ABSTRACT: We used a spatial model of destructive grazing of kelp beds by dense aggregations (fronts) of sea urchins Strongylocentrotus droebachiensis, together with measures of sea urchin absorption efficiency and fecal degradation rate, to predict rates of fecal production and accumulation during the transition from a kelp bed to a barrens state in a rocky subtidal ecosystem of Nova Scotia, Canada. The rate of fecal production as dry mass reached 9.17 g m–2 d–1 at 10 yr after the formation of a grazing front, with associated rates of carbon and nitrogen production of 2.12 g C m–2 d–1 and 0.21 g N m–2 d–1. Fecal production rate exceeded the rates of physical, chemical, and microbial degradation, such that up to 193.6 g of feces, 70.2 g of C, and 4.0 g of N accumulated per linear m of front after 10 yr.
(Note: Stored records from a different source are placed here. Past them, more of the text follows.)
//! # Runtime events emitted by the supervision runtime.
//!
//! [`EventKind`] classifies events across four categories:
//! - **Lifecycle events**: component startup/teardown flow
//! - **Worker events**: how a worker task exited
//! - **Connection events**: connector attempts and retry scheduling
//! - **Shutdown events**: supervisor-level shutdown progress
//!
//! [`Event`] carries the metadata attached to each kind: component name,
//! reason, attempt counter, retry delay, peer address.
//!
//! ## Ordering
//! Each event gets a globally unique, monotonically increasing sequence
//! number (`seq`); use it to restore publish order if delivery interleaves.

use std::sync::atomic::{AtomicU64, Ordering as AtomicOrdering};
use std::sync::Arc;
use std::time::{Duration, SystemTime};

/// Global sequence counter for event ordering.
static EVENT_SEQ: AtomicU64 = AtomicU64::new(0);

/// Classification of runtime events.
#[derive(Debug, Clone, Copy, PartialEq, Eq)]
pub enum EventKind {
    // === Component lifecycle ===
    /// A component's start is about to be invoked.
    ///
    /// Sets: `component`.
    ComponentStarting,

    /// A component started successfully (worker spawned or custom start returned).
    ///
    /// Sets: `component`.
    ComponentStarted,

    /// A component failed to start; rollback of earlier components follows.
    ///
    /// Sets: `component`, `reason`.
    StartFailed,

    /// Reverse-order stop of already-started components has begun.
    ///
    /// Sets: `component` (the component whose failure triggered it).
    RollbackStarted,

    /// A component's stop is about to be invoked (cancellation requested).
    ///
    /// Sets: `component`.
    ComponentStopping,

    /// A component has fully stopped (worker joined or custom stop returned).
    ///
    /// Sets: `component`.
    ComponentStopped,

    // === Worker exits ===
    /// A worker body returned an error other than cancellation.
    ///
    /// Sets: `component`, `reason`.
    WorkerFailed,

    /// A worker task panicked; the panic was contained at the join boundary.
    ///
    /// Sets: `component`.
    WorkerPanicked,

    // === Connections ===
    /// A connection was established.
    ///
    /// Sets: `component` (connector label), `peer`.
    Connected,

    /// One whole connect call failed (all addresses exhausted, or resolve failed).
    ///
    /// Sets: `component` (connector label), `reason`.
    ConnectFailed,

    /// The retry loop scheduled another attempt after a failure.
    ///
    /// Sets: `component` (loop label), `reason`, `attempt`, `delay_ms`.
    RetryScheduled,

    // === Shutdown ===
    /// Shutdown was requested (OS signal or explicit handle).
    ShutdownRequested,

    /// Every component has been stopped and destructed.
    AllStopped,
}

/// Runtime event with optional metadata.
///
/// - `seq`: monotonic global sequence for ordering
/// - `at`: wall-clock timestamp (for logs)
/// - remaining fields are set depending on the [`EventKind`]
#[derive(Clone, Debug)]
pub struct Event {
    /// Globally unique, monotonically increasing sequence number.
    pub seq: u64,
    /// Wall-clock timestamp.
    pub at: SystemTime,
    /// Event classification.
    pub kind: EventKind,

    /// Component (or connector/loop label) the event concerns.
    pub component: Option<Arc<str>>,
    /// Human-readable reason (errors, rollback cause, etc.).
    pub reason: Option<Arc<str>>,
    /// Attempt count (starting from 1) for retry events.
    pub attempt: Option<u32>,
    /// Retry delay before the next attempt, in milliseconds.
    pub delay_ms: Option<u32>,
    /// Remote address for connection events.
    pub peer: Option<Arc<str>>,
}

impl Event {
    /// Creates an event of the given kind with the current timestamp and the
    /// next global sequence number.
    pub fn now(kind: EventKind) -> Self {
        Self {
            seq: EVENT_SEQ.fetch_add(1, AtomicOrdering::Relaxed),
            at: SystemTime::now(),
            kind,
            component: None,
            reason: None,
            attempt: None,
            delay_ms: None,
            peer: None,
        }
    }

    /// Attaches a component (or label) name.
    #[inline]
    pub fn with_component(mut self, component: impl Into<Arc<str>>) -> Self {
        self.component = Some(component.into());
        self
    }

    /// Attaches a human-readable reason.
    #[inline]
    pub fn with_reason(mut self, reason: impl Into<Arc<str>>) -> Self {
        self.reason = Some(reason.into());
        self
    }

    /// Attaches an attempt count.
    #[inline]
    pub fn with_attempt(mut self, n: u32) -> Self {
        self.attempt = Some(n);
        self
    }

    /// Attaches a retry delay (stored as milliseconds).
    #[inline]
    pub fn with_delay(mut self, d: Duration) -> Self {
        let ms = d.as_millis().min(u128::from(u32::MAX)) as u32;
        self.delay_ms = Some(ms);
        self
    }

    /// Attaches a peer address rendered as text.
    #[inline]
    pub fn with_peer(mut self, peer: impl ToString) -> Self {
        self.peer = Some(Arc::from(peer.to_string()));
        self
    }
}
The extent of sea urchin grazing fronts along the Atlantic coast of Nova Scotia was estimated at 280 km in 2000, which translates to a total fecal production rate of 6423 kg of feces d–1 and an accumulation of 54200 kg of feces after 10 yr of front formation, based on our model. This temporally variable flux of organic matter likely has a profound effect on adjacent deeper-water macrobenthic communities utilizing the feces as a food source.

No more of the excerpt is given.